▶ _What you have to do_
Counting the line with "quiet period following" as the last one, copy out the lines of the data exactly from the first onward.

- Opening Delimiter -

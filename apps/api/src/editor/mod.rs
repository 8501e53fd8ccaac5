//! Editor orchestration — the compile cycle behind the resume editor.
//!
//! An `EditorSession` owns the LaTeX text being edited and decides when to
//! compile it: immediately on `compile_now`, or after a quiet period following
//! the last `edit` when auto-compile is on. Requests may overlap in flight;
//! each carries a sequence number and only the newest one may touch state.
//!
//! Sessions spawn their debounce timer on the ambient tokio runtime, so
//! `edit` must be called from within one.

use std::sync::{Arc, Mutex, MutexGuard, PoisonError, Weak};
use std::time::Duration;

use tokio::task::JoinHandle;
use tracing::debug;

pub mod client;

pub use client::{Artifact, CompileClient, CompileError, HttpCompileClient};

pub const DEFAULT_DEBOUNCE: Duration = Duration::from_millis(1000);

#[derive(Debug, Clone)]
pub struct EditorOptions {
    /// Quiet period after the last edit before an automatic compile.
    pub debounce: Duration,
    pub auto_compile: bool,
    /// Placeholder preview shown when a compile fails and nothing has ever
    /// compiled. Off unless set.
    pub fallback_artifact: Option<Artifact>,
}

impl Default for EditorOptions {
    fn default() -> Self {
        Self {
            debounce: DEFAULT_DEBOUNCE,
            auto_compile: true,
            fallback_artifact: None,
        }
    }
}

/// Snapshot of what the editor shows.
///
/// `artifact` and `last_error` describe the latest completed compile and are
/// never both set. `preview` is what the PDF pane displays: the newest
/// artifact that ever compiled, kept across failures.
#[derive(Debug, Clone, Default, PartialEq, Eq)]
pub struct EditorState {
    pub source_text: String,
    pub artifact: Option<Artifact>,
    pub preview: Option<Artifact>,
    pub is_compiling: bool,
    pub last_error: Option<String>,
    pub auto_compile_enabled: bool,
}

struct Session {
    view: EditorState,
    /// Pending debounce timer and the generation it was scheduled under.
    debounce: Option<(u64, JoinHandle<()>)>,
    debounce_generation: u64,
    /// Sequence number of the most recently issued compile request.
    latest_request: u64,
    closed: bool,
}

impl Session {
    fn cancel_debounce(&mut self) {
        if let Some((_, handle)) = self.debounce.take() {
            handle.abort();
        }
    }
}

struct Inner<C> {
    client: C,
    options: EditorOptions,
    session: Mutex<Session>,
}

impl<C: CompileClient> Inner<C> {
    fn lock(&self) -> MutexGuard<'_, Session> {
        // State stays consistent across a panic elsewhere; keep going.
        self.session.lock().unwrap_or_else(PoisonError::into_inner)
    }

    /// Issues a compile of the current text and applies the reply if it is
    /// still the newest request when it arrives.
    async fn compile_current(&self) {
        let (seq, source) = {
            let mut session = self.lock();
            session.latest_request += 1;
            session.view.is_compiling = true;
            (session.latest_request, session.view.source_text.clone())
        };

        let result = self.client.compile(&source).await;

        let mut session = self.lock();
        if seq != session.latest_request {
            debug!(seq, latest = session.latest_request, "Discarding superseded compile result");
            return;
        }

        let view = &mut session.view;
        view.is_compiling = false;
        match result {
            Ok(artifact) => {
                view.preview = Some(artifact.clone());
                view.artifact = Some(artifact);
                view.last_error = None;
            }
            Err(err) => {
                view.artifact = None;
                view.last_error = Some(err.message);
                if view.preview.is_none() {
                    view.preview = self.options.fallback_artifact.clone();
                }
            }
        }
    }
}

pub struct EditorSession<C> {
    inner: Arc<Inner<C>>,
}

impl<C: CompileClient + 'static> EditorSession<C> {
    pub fn new(client: C, source: impl Into<String>, options: EditorOptions) -> Self {
        let view = EditorState {
            source_text: source.into(),
            auto_compile_enabled: options.auto_compile,
            ..EditorState::default()
        };
        Self {
            inner: Arc::new(Inner {
                client,
                options,
                session: Mutex::new(Session {
                    view,
                    debounce: None,
                    debounce_generation: 0,
                    latest_request: 0,
                    closed: false,
                }),
            }),
        }
    }

    /// Opens a session and compiles the initial text right away, the way the
    /// editor page renders its first preview.
    pub async fn open_and_compile(
        client: C,
        source: impl Into<String>,
        options: EditorOptions,
    ) -> Self {
        let session = Self::new(client, source, options);
        session.compile_now().await;
        session
    }

    pub fn snapshot(&self) -> EditorState {
        self.inner.lock().view.clone()
    }

    /// Replaces the text. With auto-compile on, (re)starts the debounce timer.
    pub fn edit(&self, text: impl Into<String>) {
        let mut session = self.inner.lock();
        session.view.source_text = text.into();
        session.cancel_debounce();

        if !session.view.auto_compile_enabled || session.closed {
            return;
        }

        session.debounce_generation += 1;
        let generation = session.debounce_generation;
        let delay = self.inner.options.debounce;
        let weak: Weak<Inner<C>> = Arc::downgrade(&self.inner);

        let handle = tokio::spawn(async move {
            tokio::time::sleep(delay).await;
            let Some(inner) = weak.upgrade() else {
                return;
            };
            {
                // Once the request starts it is no longer abortable: detach
                // from the session so a later edit cannot cancel it mid-flight.
                let mut session = inner.lock();
                let ours = matches!(&session.debounce, Some((g, _)) if *g == generation);
                if !ours {
                    return;
                }
                session.debounce = None;
            }
            inner.compile_current().await;
        });
        session.debounce = Some((generation, handle));
    }

    /// Compiles the current text now, cancelling any pending debounce.
    /// Returns the state after this request (or a newer one) has resolved.
    pub async fn compile_now(&self) -> EditorState {
        self.inner.lock().cancel_debounce();
        self.inner.compile_current().await;
        self.snapshot()
    }

    pub fn set_auto_compile(&self, enabled: bool) {
        let mut session = self.inner.lock();
        session.view.auto_compile_enabled = enabled;
        if !enabled {
            session.cancel_debounce();
        }
    }

    /// Ends the session: a pending debounce never fires and later edits do
    /// not schedule one.
    pub fn close(&self) {
        let mut session = self.inner.lock();
        session.closed = true;
        session.cancel_debounce();
    }
}

impl<C> Drop for EditorSession<C> {
    fn drop(&mut self) {
        let mut session = self
            .inner
            .session
            .lock()
            .unwrap_or_else(PoisonError::into_inner);
        session.closed = true;
        session.cancel_debounce();
    }
}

- Closing Delimiter -

▶ _Answer section_
filename apps/api/src/editor/mod.rs
repository 8501e53fd8ccaac5
//! Editor orchestration — the compile cycle behind the resume editor.
//!
//! An `EditorSession` owns the LaTeX text being edited and decides when to
//! compile it: immediately on `compile_now`, or after a quiet period following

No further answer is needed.